PREPARATION / DOSAGE
Tincture (1:5, 50% alcohol): 10-30 drops
Powder: 1 tsp powder mixed into water or added to food
Constituents: Curcumin, essential oils (containing zingiberene and turmerone), bitters, resins, miscellaneous proteins, sugars, fixed oil, nutrients: vitamins B1, B2, B3, C, calcium, iron, manganese, phosphorous, potassium, zinc
Uses: Arthritis, bronchitis, cancer, digestive issues (including indigestion), gallbladder and liver issues (including gallstones, jaundice, and skin disorders), enhancing immunity, lowering cholesterol, preventing blood clots, promoting menstruation and inducing labor, pain relief
Cautions: avoid during pregnancy, use with caution when dealing with gallstones (even though it can also help pass them), at therapeutic (high) doses turmeric could cause gastric issues in certain individuals and could interfere with (by increasing the action of) blood thinners.
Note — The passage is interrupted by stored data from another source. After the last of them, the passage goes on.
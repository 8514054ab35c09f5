//! 内置副作用处理器
//!
//! 对应原始订单系统五类下游动作的本地实现：库存确认、支付请求、
//! 配送请求、用户通知、退款处理。每个处理器都有可观察的行为
//! （结构化日志 + 内部台账），不存在静默空操作。
//! 对接真实下游系统时以同名 trait 实现替换注册即可。

use std::sync::Arc;

use async_trait::async_trait;
use dashmap::DashSet;
use tracing::info;

use order_shared::error::OrderError;

use crate::dispatch::{Dispatcher, SideEffectHandler};
use crate::engine::{SideEffect, SideEffectKind};

/// 库存确认：下单后锁定库存等待支付
pub struct InventoryCheckHandler;

#[async_trait]
impl SideEffectHandler for InventoryCheckHandler {
    async fn handle(&self, effect: &SideEffect) -> Result<(), OrderError> {
        info!(
            order_id = %effect.order_id,
            customer_id = %effect.customer_id,
            "库存确认：已为订单锁定库存"
        );
        Ok(())
    }
}

/// 支付请求：向支付渠道发起收款
pub struct PaymentRequestHandler;

#[async_trait]
impl SideEffectHandler for PaymentRequestHandler {
    async fn handle(&self, effect: &SideEffect) -> Result<(), OrderError> {
        info!(
            order_id = %effect.order_id,
            customer_id = %effect.customer_id,
            "支付请求：已向支付渠道发起收款"
        );
        Ok(())
    }
}

/// 配送请求：支付完成后向配送服务下发任务
pub struct ShippingRequestHandler;

#[async_trait]
impl SideEffectHandler for ShippingRequestHandler {
    async fn handle(&self, effect: &SideEffect) -> Result<(), OrderError> {
        info!(
            order_id = %effect.order_id,
            customer_id = %effect.customer_id,
            "配送请求：已向配送服务下发任务"
        );
        Ok(())
    }
}

/// 用户通知：状态变化推送给下单用户
pub struct NotificationRequestHandler;

#[async_trait]
impl SideEffectHandler for NotificationRequestHandler {
    async fn handle(&self, effect: &SideEffect) -> Result<(), OrderError> {
        info!(
            order_id = %effect.order_id,
            customer_id = %effect.customer_id,
            status = %effect.triggered_by,
            "用户通知：状态变更已推送"
        );
        Ok(())
    }
}

/// 退款处理：取消订单时发起退款并恢复库存
///
/// 分发语义是至少一次，退款必须可重入：
/// 以订单号台账去重，同一订单只会真正发起一次退款。
#[derive(Default)]
pub struct RefundRequestHandler {
    refunded: DashSet<String>,
}

impl RefundRequestHandler {
    pub fn new() -> Self {
        Self::default()
    }

    /// 订单是否已发起过退款
    pub fn has_refunded(&self, order_id: &str) -> bool {
        self.refunded.contains(order_id)
    }
}

#[async_trait]
impl SideEffectHandler for RefundRequestHandler {
    async fn handle(&self, effect: &SideEffect) -> Result<(), OrderError> {
        if !self.refunded.insert(effect.order_id.clone()) {
            info!(
                order_id = %effect.order_id,
                "退款处理：该订单已退款，跳过重复请求"
            );
            return Ok(());
        }

        info!(
            order_id = %effect.order_id,
            customer_id = %effect.customer_id,
            "退款处理：已发起退款并恢复库存"
        );
        Ok(())
    }
}

/// 注册全部五类内置处理器的分发器
pub fn default_dispatcher() -> Dispatcher {
    Dispatcher::new()
        .register(SideEffectKind::InventoryCheck, Arc::new(InventoryCheckHandler))
        .register(SideEffectKind::PaymentRequest, Arc::new(PaymentRequestHandler))
        .register(SideEffectKind::ShippingRequest, Arc::new(ShippingRequestHandler))
        .register(
            SideEffectKind::NotificationRequest,
            Arc::new(NotificationRequestHandler),
        )
        .register(
            SideEffectKind::RefundRequest,
            Arc::new(RefundRequestHandler::new()),
        )
}
//! 工作泳道池
//!
//! 并发模型：N 条泳道（tokio 任务），order_id 哈希稳定映射到泳道，
//! 同一实体的事件串行处理保证实体内顺序，不同实体之间完全并行。
//! 每条泳道独占其实体集合的定序状态，无需跨泳道加锁。
//!
//! 泳道串行执行：准入 → 副作用分发（带退避重试）→ 拒绝/超时上报 DLQ，
//! 并按固定间隔运行补洞超时扫描。收到关闭信号后先排空队列中的事件
//! 再退出，确保不丢失已接收的工作。

use std::collections::hash_map::DefaultHasher;
use std::hash::{Hash, Hasher};
use std::sync::Arc;
use std::time::{Duration, Instant};

use tokio::sync::{Mutex, mpsc, watch};
use tokio::task::JoinHandle;
use tracing::{debug, error, info, warn};

use order_shared::config::AppConfig;
use order_shared::dlq::DlqProducer;
use order_shared::error::OrderError;
use order_shared::events::OrderEvent;
use order_shared::retry::{RetryPolicy, retry_with_policy};

use crate::dispatch::Dispatcher;
use crate::engine::{StateStore, TransitionEngine};
use crate::sequencer::{Admission, Sequencer};

// ---------------------------------------------------------------------------
// LanePool
// ---------------------------------------------------------------------------

/// 泳道池
///
/// 持有各泳道的入队端与任务句柄。入队通道有界，队满时 `submit`
/// 等待形成背压，自然传导到 Kafka 消费端。
pub struct LanePool {
    senders: Vec<mpsc::Sender<OrderEvent>>,
    handles: Mutex<Vec<JoinHandle<()>>>,
}

impl LanePool {
    /// 启动泳道池
    ///
    /// 每条泳道挂载共享 StateStore 的独立引擎与定序器实例，
    /// 使所有泳道的实体状态汇入同一张可查询的表。
    pub fn spawn(
        config: &AppConfig,
        store: StateStore,
        dispatcher: Arc<Dispatcher>,
        dlq: DlqProducer,
        shutdown: watch::Receiver<bool>,
    ) -> Self {
        let lane_count = config.lanes.count.max(1);
        let retry = RetryPolicy::from(&config.retry);
        let sweep_interval = Duration::from_millis(config.lanes.sweep_interval_ms);

        let mut senders = Vec::with_capacity(lane_count);
        let mut handles = Vec::with_capacity(lane_count);

        for lane_id in 0..lane_count {
            let (tx, rx) = mpsc::channel(config.lanes.queue_depth);
            let sequencer = Sequencer::new(
                TransitionEngine::with_store(store.clone()),
                &config.sequencer,
            );

            let handle = tokio::spawn(lane_worker(
                lane_id,
                rx,
                shutdown.clone(),
                sequencer,
                dispatcher.clone(),
                dlq.clone(),
                retry.clone(),
                sweep_interval,
            ));

            senders.push(tx);
            handles.push(handle);
        }

        info!(lanes = lane_count, "泳道池已启动");

        Self {
            senders,
            handles: Mutex::new(handles),
        }
    }

    /// order_id 到泳道的稳定映射
    fn lane_for(&self, order_id: &str) -> usize {
        let mut hasher = DefaultHasher::new();
        order_id.hash(&mut hasher);
        (hasher.finish() as usize) % self.senders.len()
    }

    /// 将事件提交到其所属泳道，队满时等待（背压）
    pub async fn submit(&self, event: OrderEvent) -> Result<(), OrderError> {
        let lane = self.lane_for(&event.order_id);
        self.senders[lane]
            .send(event)
            .await
            .map_err(|e| OrderError::Internal(format!("泳道 {lane} 已关闭: {e}")))
    }

    /// 等待所有泳道排空并退出
    ///
    /// 需先通过 watch channel 发出关闭信号，否则会一直等待。
    pub async fn join(&self) {
        let handles: Vec<_> = {
            let mut guard = self.handles.lock().await;
            guard.drain(..).collect()
        };

        for handle in handles {
            if let Err(e) = handle.await {
                error!(error = %e, "泳道任务异常退出");
            }
        }

        info!("所有泳道已退出");
    }
}

// ---------------------------------------------------------------------------
// 泳道工作循环
// ---------------------------------------------------------------------------

#[allow(clippy::too_many_arguments)]
async fn lane_worker(
    lane_id: usize,
    mut rx: mpsc::Receiver<OrderEvent>,
    mut shutdown: watch::Receiver<bool>,
    mut sequencer: Sequencer,
    dispatcher: Arc<Dispatcher>,
    dlq: DlqProducer,
    retry: RetryPolicy,
    sweep_interval: Duration,
) {
    let mut sweep = tokio::time::interval(sweep_interval);

    info!(lane_id, "泳道已启动");

    loop {
        tokio::select! {
            biased;

            _ = shutdown.changed() => {
                if *shutdown.borrow() {
                    info!(lane_id, "泳道收到关闭信号");
                    break;
                }
            }

            _ = sweep.tick() => {
                report_expired(lane_id, &mut sequencer, &dlq).await;
            }

            maybe_event = rx.recv() => {
                let Some(event) = maybe_event else {
                    break;
                };
                process_event(lane_id, &mut sequencer, &dispatcher, &dlq, &retry, event).await;
            }
        }
    }

    // 关闭后排空队列中剩余事件再退出，不丢失已接收的工作
    rx.close();
    let mut drained = 0usize;
    while let Some(event) = rx.recv().await {
        process_event(lane_id, &mut sequencer, &dispatcher, &dlq, &retry, event).await;
        drained += 1;
    }

    if drained > 0 {
        info!(lane_id, drained, "泳道排空完成");
    }
    info!(lane_id, "泳道已退出");
}

/// 处理单个事件：准入 → 分发 → 上报
async fn process_event(
    lane_id: usize,
    sequencer: &mut Sequencer,
    dispatcher: &Dispatcher,
    dlq: &DlqProducer,
    retry: &RetryPolicy,
    event: OrderEvent,
) {
    match sequencer.admit(event, Instant::now()) {
        Admission::Applied { outcomes } => {
            for outcome in outcomes {
                match outcome.result {
                    Ok(effects) => {
                        for effect in &effects {
                            let dispatched = retry_with_policy(
                                retry,
                                "dispatch_side_effect",
                                |e| e.is_retryable(),
                                || async { dispatcher.dispatch(effect).await },
                            )
                            .await;

                            if let Err(e) = dispatched {
                                error!(
                                    lane_id,
                                    order_id = %outcome.event.order_id,
                                    kind = %effect.kind,
                                    error = %e,
                                    "副作用重试耗尽，事件转入死信队列"
                                );
                                report_to_dlq(dlq, &outcome.event, &e).await;
                            }
                        }
                    }
                    Err(e) => {
                        warn!(
                            lane_id,
                            order_id = %outcome.event.order_id,
                            sequence = outcome.event.sequence,
                            code = e.code(),
                            error = %e,
                            "事件被转移引擎拒绝，转入死信队列"
                        );
                        report_to_dlq(dlq, &outcome.event, &e).await;
                    }
                }
            }
        }
        Admission::Buffered => {
            debug!(lane_id, "事件已缓冲等待补洞");
        }
        Admission::Rejected { event, error } => {
            error!(
                lane_id,
                order_id = %event.order_id,
                sequence = event.sequence,
                code = error.code(),
                error = %error,
                "定序器拒绝事件，实体已冻结"
            );
            report_to_dlq(dlq, &event, &error).await;
        }
    }
}

/// 补洞超时扫描：驱逐的事件全部上报死信队列
async fn report_expired(lane_id: usize, sequencer: &mut Sequencer, dlq: &DlqProducer) {
    for expired in sequencer.expire_stale(Instant::now()) {
        warn!(
            lane_id,
            order_id = %expired.event.order_id,
            sequence = expired.event.sequence,
            "补洞超时，事件转入死信队列"
        );
        report_to_dlq(dlq, &expired.event, &expired.error).await;
    }
}

async fn report_to_dlq(dlq: &DlqProducer, event: &OrderEvent, error: &OrderError) {
    if let Err(dlq_err) = dlq.send_event_to_dlq(event, error).await {
        // DLQ 本身不可用时只剩日志这一条兜底通道
        error!(
            order_id = %event.order_id,
            sequence = event.sequence,
            error = %dlq_err,
            "写入死信队列失败，消息可能丢失"
        );
    }
}

// ---------------------------------------------------------------------------
// 集成测试（进程内）
// ---------------------------------------------------------------------------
Note: turmeric as a food, used in lower doses such as in teas or cooking, is generally recognized as safe.* (It is a staple of Indian cuisine and has been for thousands of years) It is when you get to the higher doses that you may run into the cautions mentioned above. The bioavailability of curcumin (tumeric’s most studied constituent) can be boosted by combining turmeric with cracked black peppercorns (piperine) and a little bit of healthy fat – which are often ingredients used when cooking with turmeric spice.
*Everybody is different and you should always pay attention to the effects a new food or herb is having on your body.
- Spicy, bitter, warm
- Plants of the World Online (Kew Science)
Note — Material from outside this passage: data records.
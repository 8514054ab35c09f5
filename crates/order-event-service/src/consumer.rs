//! 订单事件消费者
//!
//! 订阅 order.events topic，将 Kafka 消息解码为订单事件信封并提交到
//! 泳道池。解码失败的毒消息写入死信队列而非丢弃；泳道队满时 `submit`
//! 等待，背压自然传导回消费端。

use std::sync::Arc;

use tokio::sync::watch;
use tracing::{info, warn};

use order_shared::config::AppConfig;
use order_shared::dlq::DlqProducer;
use order_shared::error::OrderError;
use order_shared::events::OrderEvent;
use order_shared::kafka::{ConsumerMessage, KafkaConsumer, topics};

use crate::lane::LanePool;

/// 订单事件消费者
///
/// 组合 KafkaConsumer（消息拉取）、LanePool（定序与分发）
/// 和 DlqProducer（毒消息上报）形成完整的消费管道。
pub struct OrderConsumer {
    consumer: KafkaConsumer,
    dlq: DlqProducer,
}

impl OrderConsumer {
    pub fn new(config: &AppConfig, dlq: DlqProducer) -> Result<Self, OrderError> {
        let consumer = KafkaConsumer::new(&config.kafka, None)?;
        Ok(Self { consumer, dlq })
    }

    /// 启动消费循环，直到收到 shutdown 信号
    pub async fn run(self, shutdown: watch::Receiver<bool>, lanes: Arc<LanePool>) {
        if let Err(e) = self.consumer.subscribe(&[topics::ORDER_EVENTS]) {
            warn!(error = %e, "订阅订单事件 topic 失败，消费者退出");
            return;
        }

        info!(topic = topics::ORDER_EVENTS, "订单事件消费者已启动");

        let dlq = self.dlq;

        self.consumer
            .start(shutdown, move |msg| {
                let lanes = lanes.clone();
                let dlq = dlq.clone();
                async move { ingest_message(&lanes, &dlq, &msg).await }
            })
            .await;

        info!("订单事件消费者已停止");
    }
}

/// 处理单条 Kafka 消息：解码 → 接收日志 → 提交泳道
///
/// 独立函数便于在测试中直接调用而无需构造完整的消费者。
pub async fn ingest_message(
    lanes: &LanePool,
    dlq: &DlqProducer,
    msg: &ConsumerMessage,
) -> Result<(), OrderError> {
    let event: OrderEvent = match msg.deserialize_payload() {
        Ok(event) => event,
        Err(e) => {
            warn!(
                partition = msg.partition,
                offset = msg.offset,
                key = msg.key.as_deref().unwrap_or("-"),
                error = %e,
                "订单事件解码失败，原始消息转入死信队列"
            );
            let message_id = msg
                .key
                .clone()
                .unwrap_or_else(|| format!("{}:{}", msg.partition, msg.offset));
            let payload = String::from_utf8_lossy(&msg.payload).into_owned();
            dlq.send_to_dlq(&message_id, &msg.topic, &payload, &e).await?;
            return Err(e);
        }
    };

    info!(
        partition = msg.partition,
        offset = msg.offset,
        key = msg.key.as_deref().unwrap_or("-"),
        order_id = %event.order_id,
        customer_id = %event.customer_id,
        status = %event.status,
        sequence = event.sequence,
        description = %event.description,
        "收到订单事件"
    );

    lanes.submit(event).await
}
//! Modular sequence-number space shared by both endpoints.
//!
//! Sequence numbers live in `0..size` and wrap around.  A window is a
//! contiguous run of sequence numbers that may itself wrap:
//!
//! ```text
//!  size = 8, base = 6, len = 4
//!
//!    0   1   2   3   4   5   6   7
//!  ┌───┬───┬───┬───┬───┬───┬───┬───┐
//!  │ ▓ │ ▓ │   │   │   │   │ ▓ │ ▓ │     window = {6, 7, 0, 1}
//!  └───┴───┴───┴───┴───┴───┴───┴───┘
//!    slot 2, 3             slot 0, 1
//! ```
//!
//! Every window lookup goes through [`SeqSpace::slot`], which returns a
//! [`SlotIndex`]: the offset of a sequence number from the window base.  The
//! engines index their buffers with that offset and never do their own
//! modulo arithmetic.

/// Position of a sequence number inside a window, counted from the base.
#[derive(Debug, Clone, Copy, PartialEq, Eq, PartialOrd, Ord)]
pub struct SlotIndex(usize);

impl SlotIndex {
    pub fn get(self) -> usize {
        self.0
    }
}

/// The integers `0..size` under modular arithmetic.
#[derive(Debug, Clone, Copy, PartialEq, Eq)]
pub struct SeqSpace {
    size: u32,
}

impl SeqSpace {
    /// Create a sequence space of `size` numbers.
    ///
    /// # Panics
    ///
    /// Panics if `size < 2`; [`crate::config::ProtocolConfig::validate`]
    /// rejects such configurations before an engine is built.
    pub fn new(size: u32) -> Self {
        assert!(size >= 2, "sequence space must hold at least two numbers");
        Self { size }
    }

    pub fn size(&self) -> u32 {
        self.size
    }

    /// `true` when `x` is a member of the space at all.
    ///
    /// Header fields rewritten by link noise can hold arbitrary values.
    pub fn contains(&self, x: u32) -> bool {
        x < self.size
    }

    /// `s + n` modulo the space size.
    pub fn add(&self, s: u32, n: u32) -> u32 {
        ((u64::from(s) + u64::from(n)) % u64::from(self.size)) as u32
    }

    /// The successor of `s`.
    pub fn next(&self, s: u32) -> u32 {
        self.add(s, 1)
    }

    /// The predecessor of `s`.
    pub fn prev(&self, s: u32) -> u32 {
        self.add(s, self.size - 1)
    }

    /// Number of steps forward from `from` to reach `to`.
    pub fn distance(&self, from: u32, to: u32) -> u32 {
        ((u64::from(to) + u64::from(self.size) - u64::from(from)) % u64::from(self.size)) as u32
    }

    /// Wraparound-aware membership of `x` in the inclusive range
    /// `[first, last]`.
    ///
    /// When `first <= last` the range is the plain interval; otherwise it
    /// wraps past `size - 1` back to `0`.  Values outside the space are never
    /// members.
    pub fn in_range(&self, x: u32, first: u32, last: u32) -> bool {
        if !self.contains(x) {
            return false;
        }
        if first <= last {
            first <= x && x <= last
        } else {
            x >= first || x <= last
        }
    }

    /// Offset of `x` inside the window of `len` numbers starting at `base`,
    /// or `None` when `x` lies outside that window.
    pub fn slot(&self, x: u32, base: u32, len: usize) -> Option<SlotIndex> {
        if len == 0 {
            return None;
        }
        let last = self.add(base, (len - 1) as u32);
        if self.in_range(x, base, last) {
            Some(SlotIndex(self.distance(base, x) as usize))
        } else {
            None
        }
    }
}
impl Emulator {
    /// Build both endpoints from `protocol` and schedule the first message.
    pub fn new(protocol: &ProtocolConfig, config: EmulatorConfig) -> Result<Self, ConfigError> {
        config.validate()?;
        let sender = Sender::new(protocol)?;
        let receiver = Receiver::new(protocol)?;

        let mut sched = Scheduler {
            now: Duration::ZERO,
            queue: BinaryHeap::new(),
            next_order: 0,
            rng: StdRng::seed_from_u64(config.seed),
            loss_prob: config.loss_prob,
            corrupt_prob: config.corrupt_prob,
            last_arrival: [Duration::ZERO; 2],
            timers: [TimerSlot::default(); 2],
            link: LinkStats::default(),
            delivered: Vec::new(),
        };
        if config.messages > 0 {
            sched.schedule_app_message(config.mean_interval);
        }

        Ok(Self {
            config,
            sender,
            receiver,
            sched,
            generated: 0,
            accepted: Vec::new(),
            truncated: false,
        })
    }

    pub fn sender(&self) -> &Sender {
        &self.sender
    }

    pub fn receiver(&self) -> &Receiver {
        &self.receiver
    }

    /// Current simulated time.
    pub fn now(&self) -> Duration {
        self.sched.now
    }

    /// Process the next event.  Returns `false` once there is nothing left to
    /// do (queue empty or time limit reached).
    pub fn step(&mut self) -> bool {
        let Some(event) = self.sched.queue.pop() else {
            return false;
        };
        if event.at > self.config.max_time {
            self.sched.queue.push(event);
            self.truncated = true;
            return false;
        }
        self.sched.now = event.at;

        match event.kind {
            EventKind::FromApplication => self.generate_message(),
            EventKind::FromNetwork { to, packet } => {
                let mut ctx = EndpointContext {
                    endpoint: to,
                    sched: &mut self.sched,
                };
                match to {
                    Endpoint::Sender => self.sender.on_packet(&mut ctx, &packet),
                    Endpoint::Receiver => self.receiver.on_packet(&mut ctx, &packet),
                }
            }
            EventKind::TimerExpiry {
                endpoint,
                generation,
            } => {
                if !self.sched.fire_timer(endpoint, generation) {
                    return true;
                }
                match endpoint {
                    Endpoint::Sender => {
                        let mut ctx = EndpointContext {
                            endpoint,
                            sched: &mut self.sched,
                        };
                        self.sender.on_timeout(&mut ctx);
                    }
                    Endpoint::Receiver => log::warn!("[link] receiver timer fired; ignored"),
                }
            }
        }
        true
    }

    /// Run to completion and report.
    pub fn run(mut self) -> Report {
        while self.step() {}
        log::info!(
            "{} emulation done at t={:?}: {} generated, {} accepted, {} delivered",
            self.sender.policy(),
            self.sched.now,
            self.generated,
            self.accepted.len(),
            self.sched.delivered.len()
        );
        self.into_report()
    }

    pub fn into_report(self) -> Report {
        Report {
            sender: self.sender.stats().clone(),
            receiver: self.receiver.stats().clone(),
            link: self.sched.link,
            generated: self.generated,
            accepted: self.accepted,
            delivered: self.sched.delivered,
            end_time: self.sched.now,
            truncated: self.truncated,
        }
    }

    fn generate_message(&mut self) {
        let message = Message::filled(b'a' + (self.generated % 26) as u8);
        self.generated += 1;

        let mut ctx = EndpointContext {
            endpoint: Endpoint::Sender,
            sched: &mut self.sched,
        };
        if self.sender.submit(&mut ctx, message) {
            self.accepted.push(message);
        }

        if self.generated < self.config.messages {
            self.sched.schedule_app_message(self.config.mean_interval);
        }
    }
}

#[cfg(test)]
mod tests {
    use super::*;

    fn event(at_ms: u64, order: u64) -> Event {
        Event {
            at: Duration::from_millis(at_ms),
            order,
            kind: EventKind::FromApplication,
        }
    }

    #[test]
    fn queue_pops_earliest_first() {
        let mut heap = BinaryHeap::new();
        heap.push(event(5, 0));
        heap.push(event(1, 1));
        heap.push(event(3, 2));
        let order: Vec<u64> = std::iter::from_fn(|| heap.pop()).map(|e| e.at.as_millis() as u64).collect();
        assert_eq!(order, vec![1, 3, 5]);
    }

    #[test]
    fn ties_resolve_in_insertion_order() {
        let mut heap = BinaryHeap::new();
        heap.push(event(2, 7));
        heap.push(event(2, 3));
        heap.push(event(2, 5));
        let order: Vec<u64> = std::iter::from_fn(|| heap.pop()).map(|e| e.order).collect();
        assert_eq!(order, vec![3, 5, 7]);
    }

    #[test]
    fn invalid_probabilities_rejected() {
        let cfg = EmulatorConfig {
            loss_prob: 1.5,
            ..EmulatorConfig::default()
        };
        assert!(matches!(
            Emulator::new(&ProtocolConfig::default(), cfg),
            Err(ConfigError::InvalidProbability { .. })
        ));
    }

    #[test]
    fn oversized_durations_rejected() {
        let long_interval = EmulatorConfig {
            mean_interval: Duration::MAX,
            ..EmulatorConfig::default()
        };
        assert!(matches!(
            Emulator::new(&ProtocolConfig::default(), long_interval),
            Err(ConfigError::TooLarge { name: "mean message interval", .. })
        ));

        let long_run = EmulatorConfig {
            max_time: Duration::from_secs(u64::MAX),
            ..EmulatorConfig::default()
        };
        assert!(matches!(
            Emulator::new(&ProtocolConfig::default(), long_run),
            Err(ConfigError::TooLarge { name: "time limit", .. })
        ));
    }

    #[test]
    fn run_at_the_duration_bounds_finishes() {
        let cfg = EmulatorConfig {
            messages: 3,
            mean_interval: crate::config::MAX_DURATION,
            max_time: crate::config::MAX_DURATION,
            ..EmulatorConfig::default()
        };
        let report = Emulator::new(&ProtocolConfig::default(), cfg).unwrap().run();
        assert!(report.delivered.len() <= 3);
        assert!(report.accepted.starts_with(&report.delivered));
    }

    #[test]
    fn cancelled_timer_does_not_fire() {
        let mut emu = Emulator::new(&ProtocolConfig::default(), EmulatorConfig::default()).unwrap();
        emu.sched.arm_timer(Endpoint::Sender, Duration::from_millis(5));
        emu.sched.cancel_timer(Endpoint::Sender);
        assert!(!emu.sched.fire_timer(Endpoint::Sender, 1));
    }

    #[test]
    fn rearmed_timer_supersedes_previous() {
        let mut emu = Emulator::new(&ProtocolConfig::default(), EmulatorConfig::default()).unwrap();
        emu.sched.arm_timer(Endpoint::Sender, Duration::from_millis(5));
        emu.sched.arm_timer(Endpoint::Sender, Duration::from_millis(5));
        assert!(!emu.sched.fire_timer(Endpoint::Sender, 1));
        assert!(emu.sched.fire_timer(Endpoint::Sender, 2));
        assert!(!emu.sched.fire_timer(Endpoint::Sender, 2), "fires once per arming");
    }

    #[test]
    fn link_preserves_order_per_direction() {
        let mut emu = Emulator::new(&ProtocolConfig::default(), EmulatorConfig::default()).unwrap();
        emu.sched.queue.clear();
        for seq in 0..20 {
            emu.sched
                .transmit(Endpoint::Sender, Packet::data(seq, &Message::filled(b'q')));
        }
        let mut seqs = Vec::new();
        while let Some(ev) = emu.sched.queue.pop() {
            if let EventKind::FromNetwork { packet, .. } = ev.kind {
                seqs.push(packet.seq);
            }
        }
        assert_eq!(seqs, (0..20).collect::<Vec<_>>());
    }

    #[test]
    fn corruption_is_detected() {
        let mut rng = StdRng::seed_from_u64(7);
        for _ in 0..200 {
            let mut packet = Packet::data(3, &Message::filled(b'k'));
            corrupt(&mut rng, &mut packet);
            assert!(crate::integrity::is_corrupted(&packet));
        }
    }

    #[test]
    fn zero_messages_is_an_empty_run() {
        let cfg = EmulatorConfig {
            messages: 0,
            ..EmulatorConfig::default()
        };
        let report = Emulator::new(&ProtocolConfig::default(), cfg).unwrap().run();
        assert_eq!(report.generated, 0);
        assert!(report.delivered.is_empty());
        assert!(report.delivered_in_order());
    }
}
- The Herbarium, Herbal Academy (requires a membership)
- Homegrown Herbs, Tammi Hartung
- Herbal Materia Medica, 5th Edition, Michael Moore
- The Way of Herbs, Michael Tierra
- Medicinal Herbs, Rosemary Gladstar
- Prescription for Nutritional Healing, Phyllis A. Balch, CNC
- photo credit: Vilb1 turmeric—coimbatore-market_2278369298_o via photopin (license)
Numerous reference have conflicting information about growing turmeric, which I’ve tried doing in the past. My takeaway, for the next time I try, is that the plants take 7-10 months to mature, require that the temperature never go below 64 degrees Farenheit, that the soil should be loose with nice organic matter and kept moist, that dappled sunshine probably produces larger plants than full shade, that the roots should be planted sideways in a shallow but large enough container, that plants take a few weeks to emerge, and that harvesting should be done after the aerial parts wither. For me, in Massachusetts, that would mean starting them under grow lights in January or February, and putting them outside in the warm summer and back inside until the roots can be harvested. And while inside, the temperature can’t go below 64 degrees.
Fun fact: Curcumin longa has been used in Ayurvedic and Chinese medicine for over 4,000 years.